(Stored items)
+++
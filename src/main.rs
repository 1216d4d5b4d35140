use std::path::PathBuf;

use clap::{Parser, Subcommand};
use tracing_subscriber::{layer::SubscriberExt, util::SubscriberInitExt};

use lvforge::convert::{run_job, ConvertJob, Emit};
use lvforge::manifest::Manifest;
use lvimg_codec::ColorFormat;

#[derive(Parser)]
#[command(name = "lvforge")]
#[command(about = "Converts raster images into LVGL image assets")]
struct Cli {
    #[command(subcommand)]
    command: Commands,
}

#[derive(Subcommand)]
enum Commands {
    /// Convert a single image
    Convert {
        /// Input image file (PNG)
        input: PathBuf,

        /// Target color format (see `lvforge formats`)
        #[arg(short, long, default_value = "true_color_565")]
        format: String,

        /// Disable error-diffusion dithering
        #[arg(long)]
        no_dither: bool,

        /// Append an alpha byte after each true-color pixel
        #[arg(short, long)]
        alpha: bool,

        /// Which outputs to produce
        #[arg(short, long, value_enum, default_value_t = Emit::CArray)]
        emit: Emit,

        /// Identifier override (defaults to the input file stem)
        #[arg(short, long)]
        name: Option<String>,

        /// Output directory
        #[arg(short, long, default_value = ".")]
        output: PathBuf,
    },
    /// Convert every image listed in a YAML manifest
    Batch {
        /// Manifest file
        manifest: PathBuf,
    },
    /// List the supported color format names
    Formats,
}

fn main() -> anyhow::Result<()> {
    tracing_subscriber::registry()
        .with(
            tracing_subscriber::EnvFilter::try_from_default_env()
                .unwrap_or_else(|_| "lvforge=info".into()),
        )
        .with(tracing_subscriber::fmt::layer().without_time())
        .init();

    let cli = Cli::parse();
    match cli.command {
        Commands::Convert {
            input,
            format,
            no_dither,
            alpha,
            emit,
            name,
            output,
        } => {
            let job = ConvertJob {
                input,
                format: format.parse::<ColorFormat>()?,
                dither: !no_dither,
                alpha_byte: alpha,
                emit,
                name,
            };
            let written = run_job(&job, &output)?;
            for path in written {
                println!("{}", path.display());
            }
            Ok(())
        }
        Commands::Batch { manifest } => {
            let base_dir = manifest
                .parent()
                .map(PathBuf::from)
                .unwrap_or_else(|| PathBuf::from("."));
            let parsed = Manifest::load(&manifest)?;
            let jobs = parsed.jobs(&base_dir)?;
            let out_dir = if parsed.output_dir.is_absolute() {
                parsed.output_dir.clone()
            } else {
                base_dir.join(&parsed.output_dir)
            };

            let mut total = 0usize;
            for job in &jobs {
                let written = run_job(job, &out_dir)?;
                total += written.len();
                for path in written {
                    println!("{}", path.display());
                }
            }
            println!("Converted {} images ({total} files)", jobs.len());
            Ok(())
        }
        Commands::Formats => {
            for format in ColorFormat::PACKABLE {
                println!("{format}");
            }
            Ok(())
        }
    }
}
+++
__Exercise requirements__
List, from the entries above, every line in which the word "parsed" shows up.

__Answer to this problem__
            let parsed = Manifest::load(&manifest)?;
            let jobs = parsed.jobs(&base_dir)?;
            let out_dir = if parsed.output_dir.is_absolute() {
                parsed.output_dir.clone()
                base_dir.join(&parsed.output_dir)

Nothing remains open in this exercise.